Inter-Research > MEPS > v138 > p71-82  
Marine Ecology Progress Series

via Mailchimp

MEPS 138:71-82 (1996)  -  doi:10.3354/meps138071

Distribution and abundance of benthic and demersal macrofauna within a natural hydrocarbon seep

Steichen DJ Jr, Holbrook SJ, Osenberg CW

Natural oil seeps provide a heightened supply of organic carbon that can potentially result in higher numbers of infaunal organisms, yet toxic effects of oil or its by-products could have negative impacts. These contrasting influences make oil seeps an ideal setting to investigate the effects of a tradeoff between enrichment and toxicity. We explored small-scale (1 to 10 m) spatial patterns of distribution of infauna and physical and chemical characteristics of sediments within an oil seep area located near Santa Barbara, California, USA. Correlation and principal components analyses revealed that physicochemical parameters of the sediments (dissolved sulfide, volatile solids, organic carbon and nitrogen, sediment grain size) generally covaried with one another; oil-rich samples had large grain size and high concentrations of organic material. Densities of nematodes were positively correlated with amount of oil present, whereas all other major taxa (polychaetes, gammarids, oligochaetes, bivalves, copepods, ostracods, cumaceans) were negatively correlated. These results contrasted with patterns that we observed at a much larger spatial scale (up to 1 km) where the number of organisms colonizing trays of clean sediments was greater at 2 seepage sites compared to 2 sites that lacked seeps.
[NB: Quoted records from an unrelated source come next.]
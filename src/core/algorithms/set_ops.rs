//! Set algebra on normalized cell unions.
//!
//! All three binary operations consume two normal-form unions and return a
//! fresh normal-form union. Because cells of the hierarchy are either nested
//! or disjoint, intersection and containment reduce to interval arithmetic
//! on the leaf ranges `[range_min, range_max]`, and the sorted sequences can
//! be merged in a single pass.

use s2::cellid::CellID;

use crate::core::cell_union::CellUnion;

impl CellUnion {
    /// Returns the union of `self` and `other`.
    #[must_use]
    pub fn union(&self, other: &CellUnion) -> CellUnion {
        self.debug_assert_normalized();
        other.debug_assert_normalized();
        let mut ids = Vec::with_capacity(self.ids.len() + other.ids.len());
        ids.extend_from_slice(&self.ids);
        ids.extend_from_slice(&other.ids);
        CellUnion::from_ids(ids)
    }

    /// Returns the intersection of `self` and `other`.
    #[must_use]
    pub fn intersection(&self, other: &CellUnion) -> CellUnion {
        self.debug_assert_normalized();
        other.debug_assert_normalized();
        let mut ids = Vec::new();
        let (mut i, mut j) = (0, 0);
        while i < self.ids.len() && j < other.ids.len() {
            let a = self.ids[i];
            let b = other.ids[j];
            if a.range_max() < b.range_min() {
                i += 1;
            } else if b.range_max() < a.range_min() {
                j += 1;
            } else if a.contains(&b) {
                // b may be followed by more descendants of a.
                ids.push(b);
                j += 1;
            } else if b.contains(&a) {
                ids.push(a);
                i += 1;
            } else {
                // Cells are either nested or disjoint, so overlapping but
                // non-nested ranges mean an input skipped normalization.
                debug_assert!(false, "intersection inputs must be normalized");
                if a < b {
                    i += 1;
                } else {
                    j += 1;
                }
            }
        }
        // The merge emits sorted, disjoint cells, but nothing above prevents
        // a complete sibling family in the output, so collapse once more.
        let mut out = CellUnion { ids };
        out.normalize();
        out
    }

    /// Returns the intersection of `self` with a single cell. This is useful
    /// for splitting a union into chunks.
    ///
    /// The result is at most `id` itself (when some stored cell covers it)
    /// or the contiguous run of stored descendants of `id`.
    #[must_use]
    pub fn intersection_with_cellid(&self, id: CellID) -> CellUnion {
        self.debug_assert_normalized();
        if self.contains_cellid(id) {
            return CellUnion { ids: vec![id] };
        }
        let min = id.range_min();
        let max = id.range_max();
        let start = self.ids.partition_point(|&c| c < min);
        let ids: Vec<CellID> = self.ids[start..]
            .iter()
            .copied()
            .take_while(|&c| c <= max)
            .collect();
        // A contiguous slice of a normalized sequence is itself normalized.
        CellUnion { ids }
    }

    /// Returns the difference `self \ other`.
    #[must_use]
    pub fn difference(&self, other: &CellUnion) -> CellUnion {
        self.debug_assert_normalized();
        other.debug_assert_normalized();
        let mut ids = Vec::new();
        for &id in &self.ids {
            difference_internal(id, other, &mut ids);
        }
        let mut out = CellUnion { ids };
        out.normalize();
        out
    }
}

/// Emits the part of `cell` not covered by `other`, subdividing only where
/// `other` cuts into it.
fn difference_internal(cell: CellID, other: &CellUnion, out: &mut Vec<CellID>) {
    if !other.intersects_cellid(cell) {
        out.push(cell);
    } else if !other.contains_cellid(cell) {
        for child in cell.children() {
            difference_internal(child, other, out);
        }
    }
}

#[cfg(test)]
mod tests {
    use super::*;

    fn face(f: u64) -> CellID {
        CellID::from_face(f)
    }

    #[test]
    fn union_merges_and_collapses() {
        let kids = face(0).children();
        let x = CellUnion::from_ids(vec![kids[0], kids[1]]);
        let y = CellUnion::from_ids(vec![kids[2], kids[3], face(4)]);
        let merged = x.union(&y);
        assert_eq!(merged.cells(), &[face(0), face(4)]);
    }

    #[test]
    fn union_with_empty_is_identity() {
        let x = CellUnion::from_ids(vec![face(1), face(2)]);
        let empty = CellUnion::new();
        assert_eq!(x.union(&empty), x);
        assert_eq!(empty.union(&x), x);
    }

    #[test]
    fn intersection_of_nested_cells_keeps_the_finer() {
        let grandchild = face(1).children()[2].children()[1];
        let x = CellUnion::from_ids(vec![face(1), face(2)]);
        let y = CellUnion::from_ids(vec![grandchild, face(2)]);
        let result = x.intersection(&y);
        assert_eq!(result.cells(), &[grandchild, face(2)]);
    }

    #[test]
    fn intersection_with_empty_annihilates() {
        let x = CellUnion::from_ids(vec![face(0)]);
        let empty = CellUnion::new();
        assert!(x.intersection(&empty).is_empty());
        assert!(empty.intersection(&x).is_empty());
    }

    #[test]
    fn intersection_with_a_coarser_union_projects_the_finer() {
        let kids = face(0).children();
        let x = CellUnion::from_ids(vec![kids[0], kids[1], kids[2]]);
        let y = CellUnion::from_ids(vec![face(0)]);
        let result = x.intersection(&y);
        assert_eq!(result, x);
        assert!(result.is_normalized());
    }

    #[test]
    fn intersection_with_contained_cell_returns_the_cell() {
        let x = CellUnion::from_ids(vec![face(1), face(2)]);
        let inner = face(1).children()[2];
        let result = x.intersection_with_cellid(inner);
        assert_eq!(result.cells(), &[inner]);
    }

    #[test]
    fn intersection_with_coarse_cell_returns_descendant_run() {
        let kids = face(3).children();
        let fine = kids[1].children();
        let x = CellUnion::from_ids(vec![kids[0], fine[0], fine[3], face(4)]);
        let result = x.intersection_with_cellid(kids[1]);
        assert_eq!(result.cells(), &[fine[0], fine[3]]);

        // Disjoint cell: empty result.
        assert!(x.intersection_with_cellid(face(5)).is_empty());
    }

    #[test]
    fn difference_carves_out_a_descendant() {
        // Removing one grandchild from a face leaves its three level-2
        // siblings and the three level-1 cells that do not contain it.
        let child = face(0).children()[1];
        let grandchild = child.children()[0];
        let x = CellUnion::from_ids(vec![face(0)]);
        let y = CellUnion::from_ids(vec![grandchild]);

        let result = x.difference(&y);
        let mut expected: Vec<CellID> = face(0)
            .children()
            .iter()
            .filter(|&&c| c != child)
            .copied()
            .collect();
        expected.extend(child.children().iter().filter(|&&c| c != grandchild));
        expected.sort_unstable();
        assert_eq!(result.cells(), expected.as_slice());
        assert_eq!(result.len(), 6);
        assert!(result.is_normalized());
    }

    #[test]
    fn difference_laws() {
        let kids = face(2).children();
        let x = CellUnion::from_ids(vec![kids[0], kids[1], kids[2]]);
        let y = CellUnion::from_ids(vec![kids[1], kids[3]]);

        let diff = x.difference(&y);
        assert!(diff.intersection(&y).is_empty());
        assert_eq!(diff.union(&x.intersection(&y)), x);

        // Subtracting everything leaves nothing.
        assert!(x.difference(&x).is_empty());
        // Subtracting nothing changes nothing.
        assert_eq!(x.difference(&CellUnion::new()), x);
    }
}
A field experiment tested the effects of hydrocarbon seepage on the distribution and abundance of macrofauna. Colonization by infauna was assessed in trays of sediments that varied in organic enrichment (clean sediment, sediment with fresh oil, weathered oil, or sulfide). The results were consistent with small-scale (within-seep) patterns observed in the field survey; after 24 h, nematode densities were 3 times higher in the enriched trays, whereas all other taxa were most abundant in the clean trays. The results suggest that the biological effects of oil seepage are scale-dependent and that behavioral mechanisms involving microhabitat selection may contribute to the observed spatial patterns of distribution.